She woke up the next morning feeling distant from the whole world. The weekend off. Nothing to do. She was alone.
She tried to go back to sleep, but her mind kept tumbling through the previous evening. She sat up and reached for her phone to check her messages. Nothing. She desperately wanted Zach to call her. She thought of phoning him but figured he should make the first move. She knew she could talk to Les about Zach, but she felt Les had hit the pause button. They were partners, would risk their lives for each other, and they were friends, but she couldn’t expect the world from him.

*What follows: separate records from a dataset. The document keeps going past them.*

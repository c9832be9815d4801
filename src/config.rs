use std::time::Duration;

use crate::championships::RolloverConfig;

/// Runtime settings, read once from the environment at startup
#[derive(Debug, Clone)]
pub struct AppConfig {
    pub bind_address: String,
    /// PostgreSQL URL; the in-memory store is used when unset
    pub database_url: Option<String>,
    pub database_max_connections: u32,
    pub rollover_enabled: bool,
    pub rollover: RolloverConfig,
}

impl AppConfig {
    pub fn from_env() -> Self {
        Self::from_lookup(|key| std::env::var(key).ok())
    }

    /// Builds the config from any key lookup, falling back to defaults for
    /// missing or unparsable values
    pub fn from_lookup<F>(lookup: F) -> Self
    where
        F: Fn(&str) -> Option<String>,
    {
        let defaults = RolloverConfig::default();

        let check_interval = lookup("ROLLOVER_CHECK_INTERVAL_SECS")
            .and_then(|s| s.parse::<u64>().ok())
            .filter(|secs| *secs > 0)
            .map(Duration::from_secs)
            .unwrap_or(defaults.check_interval);

        Self {
            bind_address: lookup("BIND_ADDRESS").unwrap_or_else(|| "0.0.0.0:3000".to_string()),
            database_url: lookup("DATABASE_URL").filter(|url| !url.trim().is_empty()),
            database_max_connections: lookup("DATABASE_MAX_CONNECTIONS")
                .and_then(|s| s.parse().ok())
                .unwrap_or(5),
            rollover_enabled: lookup("ROLLOVER_ENABLED")
                .and_then(|s| s.parse().ok())
                .unwrap_or(true),
            rollover: RolloverConfig {
                check_interval,
                awarded_by: lookup("ROLLOVER_AWARDED_BY").unwrap_or(defaults.awarded_by),
            },
        }
    }
}

#[cfg(test)]
mod tests {
    use super::*;
    use rstest::rstest;
    use std::collections::HashMap;

    fn config_from(pairs: &[(&str, &str)]) -> AppConfig {
        let vars: HashMap<String, String> = pairs
            .iter()
            .map(|(k, v)| (k.to_string(), v.to_string()))
            .collect();
        AppConfig::from_lookup(|key| vars.get(key).cloned())
    }

    #[test]
    fn defaults_apply_without_variables() {
        let config = config_from(&[]);
        assert_eq!(config.bind_address, "0.0.0.0:3000");
        assert!(config.database_url.is_none());
        assert_eq!(config.database_max_connections, 5);
        assert!(config.rollover_enabled);
        assert_eq!(config.rollover.check_interval, Duration::from_secs(3600));
        assert_eq!(config.rollover.awarded_by, "system");
    }

    #[test]
    fn variables_override_defaults() {
        let config = config_from(&[
            ("BIND_ADDRESS", "127.0.0.1:8080"),
            ("DATABASE_URL", "postgres://localhost/globalscore"),
            ("DATABASE_MAX_CONNECTIONS", "12"),
            ("ROLLOVER_ENABLED", "false"),
            ("ROLLOVER_CHECK_INTERVAL_SECS", "60"),
            ("ROLLOVER_AWARDED_BY", "cron"),
        ]);
        assert_eq!(config.bind_address, "127.0.0.1:8080");
        assert_eq!(
            config.database_url.as_deref(),
            Some("postgres://localhost/globalscore")
        );
        assert_eq!(config.database_max_connections, 12);
        assert!(!config.rollover_enabled);
        assert_eq!(config.rollover.check_interval, Duration::from_secs(60));
        assert_eq!(config.rollover.awarded_by, "cron");
    }

    #[rstest]
    #[case("-5")]
    #[case("0")]
    #[case("hourly")]
    fn unparsable_values_fall_back(#[case] check_interval: &str) {
        let config = config_from(&[
            ("DATABASE_MAX_CONNECTIONS", "many"),
            ("ROLLOVER_CHECK_INTERVAL_SECS", check_interval),
            ("DATABASE_URL", "  "),
        ]);
        assert_eq!(config.database_max_connections, 5);
        assert_eq!(config.rollover.check_interval, Duration::from_secs(3600));
        assert!(config.database_url.is_none());
    }
}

She dressed, ate, and biked a third of the way to Harper’s Ferry and back as fast as she could force herself to go. But the trip unsettled her. There seemed to be great bunches of litter alongside the pathway. She smelled death and, seconds later, spotted the carcass of a dead deer, its body teeming with flies. She caught a flash of broken glass, and before she could help it, she imagined stepping on it and Zach once again coming to her rescue.
Sunday, she was already tossing and fretting by 5:00 AM. She dragged herself out of bed, dressed, ate a banana, drank a cup of coffee, and ran fourteen miles. It was the only good time to run anymore—early morning or evening, that is, so you wouldn’t fry.
No rigors, no exhaustion, though, could quiet her mind. She was pummeled by a looping playlist: Zach. Eden. Bibles. Les. Gray Suit. Child’s Play. Mercenaries. Zach Eden Bibles Zach.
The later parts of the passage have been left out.